Whatever the values of this company are, they’re my values because I created this with this team over 30 years. If the product isn’t right, take it back and fix it. Give the customer his money back. We don’t lie or cheat, we don’t steal, we don’t misrepresent.

My dad taught me that the Mixon handshake is your word. Just because something may change or it’s a little more stressful, it doesn’t mean you back out.

Next to my father, I think my high school coach had tremendous impact on me. He was a man of real principle. He liked to win, but he liked to win by the rules. 

I don’t give up very easily. I am pretty resolute. A lot of people give up the first time they get their nose bloodied. If you’ve ever played a sport, you know that you get back up and hit the line.

Instincts are very important. Sometimes you feel it in the pit of your stomach. Should I do this or that? It’s different from hip shooting.

All the bright kids at Harvard, they went into research. They were going to solve all the problems in the world. Guys like me, I was in the middle of the class. I said, “Gee, I’ve got to get a job, put a roof over my head.”

Is what I do work? I can hardly wait to get up in the morning. My mind’s racing, and there are a lot of different things going on, and I stick my nose in them. It’s kind of like getting up for a ballgame or something. I get excited about things. 

The company was a lot tougher to run when I was by myself and couldn’t afford the kind of talent I have now. I don’t worry a bit today about whether my 30 factories are running or whether the quality’s good or whether we’re shipping on time. In the early days, I had to worry about that every day.

You can use your money to make things happen that are important to you. My wife just informed me that we were paying for a new playground at Hathaway Brown. She went to school there, my daughter went there, our grandkids are there. It’s more important to her than Wellesley. 

I grew up studying a lot of classical music. A lot of people don’t know that about me. I gave the senior piano recital when I was a high school. So I got attracted to the Cleveland Institute of Music and ended up funding Mixon Hall, which I’m told has the best acoustics of any performance hall anywhere in the world.

I have a Mixon scholar in every Harvard class. I couldn’t have gone to Harvard without a scholarship. So that will be in perpetuity. I set it up so they have to be from Oklahoma, where I’m from, or Northeast Ohio.

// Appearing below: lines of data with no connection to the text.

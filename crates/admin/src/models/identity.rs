//! The authenticated principal.

use serde::{Deserialize, Serialize};

use firmdesk_core::{Email, IdentityId};

/// Identity of the current session, as established by the auth provider.
///
/// Only the fields the access check consumes are modeled. The provider's
/// payload may carry arbitrary extra claims; those are dropped at the
/// boundary (see `services::identity`).
#[derive(Debug, Clone, PartialEq, Eq, Serialize, Deserialize)]
pub struct Identity {
    /// Provider-issued identifier.
    pub id: IdentityId,
    /// Email address on the provider account.
    pub email: Email,
    /// Given name, if the provider knows it.
    pub first_name: Option<String>,
    /// Family name, if the provider knows it.
    pub last_name: Option<String>,
    /// Elevated-privilege claim. Says nothing about whether the
    /// authorization store agrees.
    pub is_privileged: bool,
}

impl Identity {
    /// Name to show in logs and responses; falls back to the email.
    #[must_use]
    pub fn display_name(&self) -> String {
        match (self.first_name.as_deref(), self.last_name.as_deref()) {
            (Some(first), Some(last)) => format!("{first} {last}"),
            (Some(name), None) | (None, Some(name)) => name.to_owned(),
            (None, None) => self.email.to_string(),
        }
    }
}

#[cfg(test)]
#[allow(clippy::unwrap_used)]
mod tests {
    use super::*;

    fn identity(first: Option<&str>, last: Option<&str>) -> Identity {
        Identity {
            id: IdentityId::new_random(),
            email: Email::parse("ops@firm.example").unwrap(),
            first_name: first.map(str::to_owned),
            last_name: last.map(str::to_owned),
            is_privileged: false,
        }
    }

    #[test]
    fn test_display_name_fallbacks() {
        assert_eq!(identity(Some("Ada"), Some("Byron")).display_name(), "Ada Byron");
        assert_eq!(identity(Some("Ada"), None).display_name(), "Ada");
        assert_eq!(identity(None, Some("Byron")).display_name(), "Byron");
        assert_eq!(identity(None, None).display_name(), "ops@firm.example");
    }

    #[test]
    fn test_unknown_fields_are_ignored() {
        let json = r#"{
            "id": "6f1c1f2e-9a51-4c1b-8d1e-0d7a3c2b1a00",
            "email": "ops@firm.example",
            "first_name": null,
            "last_name": null,
            "is_privileged": true,
            "aal": "aal1",
            "factors": []
        }"#;
        let identity: Identity = serde_json::from_str(json).unwrap();
        assert!(identity.is_privileged);
    }
}
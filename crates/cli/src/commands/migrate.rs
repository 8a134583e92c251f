//! Database migration commands.
//!
//! # Usage
//!
//! ```bash
//! fd-cli migrate
//! ```
//!
//! # Environment Variables
//!
//! - `ADMIN_DATABASE_URL` - `PostgreSQL` connection string (falls back to `DATABASE_URL`)
//!
//! Migrations live in `crates/admin/migrations/` and are embedded at build time.

use thiserror::Error;

/// Errors that can occur while migrating.
#[derive(Debug, Error)]
pub enum MigrationError {
    /// Required environment variable is missing.
    #[error("Missing environment variable: {0}")]
    MissingEnvVar(&'static str),

    /// Database connection error.
    #[error("Database error: {0}")]
    Database(#[from] sqlx::Error),

    /// Migration failed.
    #[error("Migration error: {0}")]
    Migration(#[from] sqlx::migrate::MigrateError),
}

/// Run admin database migrations.
///
/// # Errors
///
/// Returns an error if the database is unreachable or a migration fails.
pub async fn admin() -> Result<(), MigrationError> {
    let database_url =
        super::database_url().ok_or(MigrationError::MissingEnvVar("ADMIN_DATABASE_URL"))?;
    let pool = super::connect(&database_url).await?;

    tracing::info!("Running admin migrations...");
    sqlx::migrate!("../admin/migrations").run(&pool).await?;

    tracing::info!("Admin migrations complete!");
    Ok(())
}
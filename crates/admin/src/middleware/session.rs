//! Session middleware configuration for admin.
//!
//! Sets up `PostgreSQL`-backed sessions using tower-sessions with
//! strict cookie settings (SameSite=Strict, 24hr inactivity expiry).

use sqlx::PgPool;
use tower_sessions::{Expiry, SessionManagerLayer};
use tower_sessions_sqlx_store::PostgresStore;

use crate::config::AdminConfig;

/// Session cookie name for admin.
pub const SESSION_COOKIE_NAME: &str = "firmdesk_admin_session";

/// Session expiry time in seconds (24 hours of inactivity).
const SESSION_EXPIRY_SECONDS: i64 = 24 * 60 * 60;

/// Create the session layer with `PostgreSQL` store.
///
/// The `admin.session` table is created by the admin migrations.
///
/// # Panics
///
/// Panics if the schema name or table name is invalid (should never happen
/// with hardcoded "admin" and "session" values).
#[must_use]
pub fn create_session_layer(
    pool: &PgPool,
    config: &AdminConfig,
) -> SessionManagerLayer<PostgresStore> {
    let store = PostgresStore::new(pool.clone())
        .with_schema_name("admin")
        .expect("valid schema name")
        .with_table_name("session")
        .expect("valid table name");

    SessionManagerLayer::new(store)
        .with_name(SESSION_COOKIE_NAME)
        .with_expiry(Expiry::OnInactivity(
            tower_sessions::cookie::time::Duration::seconds(SESSION_EXPIRY_SECONDS),
        ))
        .with_secure(config.is_secure())
        .with_same_site(tower_sessions::cookie::SameSite::Strict)
        .with_http_only(true)
        .with_path("/")
}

One of the things I’m proudest of is that I started MWV, Minorities With Vision. It all stems from my view that to solve Cleveland’s problems in the inner city, they’re going to be solved by minorities, not by whites. What we need is some black wealth. That’s really what we need.

I do like to make money, but it’s more a measure of the success of your thinking than it is that I need the extra million dollars or something.

I don’t collect art. I’m not into those kinds of expensive hobbies and so forth. I would like to leave as little as possible to the government, though, and leave it to my family and charity.

In trying to understand the purpose of life, I became very attracted to Kierkegaard and existentialism. The teachings of that are: It’s not about you. It’s about advancing the ball for mankind. 

I don’t go around asking for accolades, but there are a lot of people whose lives I’ve touched in Cleveland that people don’t know about. They’ll probably come to my funeral.